Waiting on Lautsi
A final judgement is to be issued tomorrow by the European Court of Human Rights (ECHR) in a long-running case which could have long-term consequences for the relationship between faith and secularism in Europe.
Lautsi and others v Italy dates back to 2002 when the parent of a child in a public school near Venice, Mrs Soile Lautsi, and two others, all Italians, claimed that the presence of crucifixes in Italian public schools ran contrary to the principles of secular public education, in particular the right of parents to ensure their children’s education and teaching conform with their own religious and philosophical convictions. The claimants, as almost always in these cases, are not Muslim or Jewish or Hindu but committed secularists. Lautsi had asked the school authorities to remove the crucifixes from the classroom walls, but they refused.

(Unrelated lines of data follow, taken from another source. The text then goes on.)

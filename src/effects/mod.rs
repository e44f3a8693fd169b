//! Built-in effects.
//!
//! Each effect turns its typed theme parameters into a [`SurfaceConfig`]:
//! fragment shader, extra uniforms, per-frame uniform writes, and a static
//! CSS fallback where one makes sense.

/// Floating light source, optionally pointer-driven.
pub mod glow_orb;
/// Noise-warped three-colour gradient.
pub mod mesh_gradient;
/// Animated film grain.
pub mod noise_grain;

use crate::surface::{Fallback, SurfaceConfig};
use crate::theme::{SectionConfig, SectionFallback, ShaderParams};

/// Surface configuration for a theme section, or `None` when the section
/// runs no shader. A CSS fallback on the section replaces the effect's own.
pub fn surface_config(section: &SectionConfig) -> Option<SurfaceConfig> {
    let config = match section.params {
        ShaderParams::MeshGradient(params) => mesh_gradient::config(params),
        ShaderParams::NoiseGrain(params) => noise_grain::config(params),
        ShaderParams::GlowOrb(params) => glow_orb::config(params),
        ShaderParams::None => return None,
    };
    Some(match &section.fallback {
        SectionFallback::Css { value } => {
            config.fallback(Fallback::Css(value.clone()))
        }
        SectionFallback::None => config,
    })
}

/// Static content for a section that cannot run its effect, including
/// sections with shader `none`.
pub fn section_fallback(section: &SectionConfig) -> Fallback {
    if let SectionFallback::Css { value } = &section.fallback {
        return Fallback::Css(value.clone());
    }
    match section.params {
        ShaderParams::MeshGradient(p) => {
            Fallback::Css(mesh_gradient::css_fallback(&p))
        }
        ShaderParams::GlowOrb(p) => Fallback::Css(glow_orb::css_fallback(&p)),
        ShaderParams::NoiseGrain(_) | ShaderParams::None => Fallback::None,
    }
}

#[cfg(test)]
pub(crate) mod harness {
    use crate::gpu::{
        ContextAttributes, HeadlessContext, HeadlessOptions, HeadlessProbe,
    };
    use crate::surface::{
        DeferredRelease, EpochCounter, Fallback, RenderSurface, SurfaceConfig,
        SurfaceHost,
    };

    const FRAME_MS: f64 = 16.0;

    #[derive(Default)]
    pub struct Host {
        now: f64,
        frame_pending: bool,
        epoch: EpochCounter,
        probe: Option<HeadlessProbe>,
    }

    impl SurfaceHost for Host {
        type Context = HeadlessContext;

        fn acquire_context(
            &mut self,
            _attributes: &ContextAttributes,
        ) -> Option<HeadlessContext> {
            let gl = HeadlessContext::new(HeadlessOptions::default());
            self.probe = Some(gl.probe());
            Some(gl)
        }

        fn now_ms(&self) -> f64 {
            self.now
        }

        fn request_frame(&mut self) {
            self.frame_pending = true;
        }

        fn cancel_frame(&mut self) {
            self.frame_pending = false;
        }

        fn prefers_reduced_motion(&self) -> bool {
            false
        }

        fn schedule_recovery(&mut self, _delay_ms: u32) {}

        fn cancel_recovery(&mut self) {}

        fn defer_release(&mut self, release: DeferredRelease<HeadlessContext>) {
            let _ = release.run();
        }

        fn epoch(&self) -> &EpochCounter {
            &self.epoch
        }

        fn set_backing_size(&mut self, _width: u32, _height: u32) {}

        fn show_fallback(&mut self, _content: &Fallback) {}

        fn detach(&mut self) {}
    }

    /// Mount `config` on a fresh headless context.
    pub fn mount(
        config: SurfaceConfig,
    ) -> (RenderSurface<Host>, HeadlessProbe) {
        let mut surface = RenderSurface::new(Host::default(), config);
        let _ = surface.mount();
        let probe = surface.host().probe.clone().unwrap();
        (surface, probe)
    }

    /// Grant up to `count` pending frames.
    pub fn run_frames(surface: &mut RenderSurface<Host>, count: usize) -> usize {
        let mut ran = 0;
        while ran < count && surface.host().frame_pending {
            let host = surface.host_mut();
            host.frame_pending = false;
            host.now += FRAME_MS;
            let now = host.now;
            surface.tick(now);
            ran += 1;
        }
        ran
    }
}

Having lost her case in the Italian courts she took it to Strasbourg in 2006. In November 2009 the ECHR unanimously ruled that the display of crucifixes in Italian schools breached the rights of non-Catholic families. The judges said that the presence of the crucifix in classrooms is "contrary to parents’ right to educate their children in line with their convictions and to children’s right to freedom of religion". Pupils would feel "educated in a school environment bearing the stamp of a given religion", which could be "emotionally disturbing" for them. In essence, the judges were arguing that in the sensitive environment of a school, a non-Catholic child would feel subtly coerced.
The ruling caused outrage from Church and political leaders in Italy, where even nominal Catholics resented what they saw as interference in Italian culture and traditions. In January last year, the Italian government asked the case to be referred to the Grand Chamber of the ECHR, which in June 2010 agreed to rehear the case, noting that "the November decision raised serious legal issues and must be reconsidered”.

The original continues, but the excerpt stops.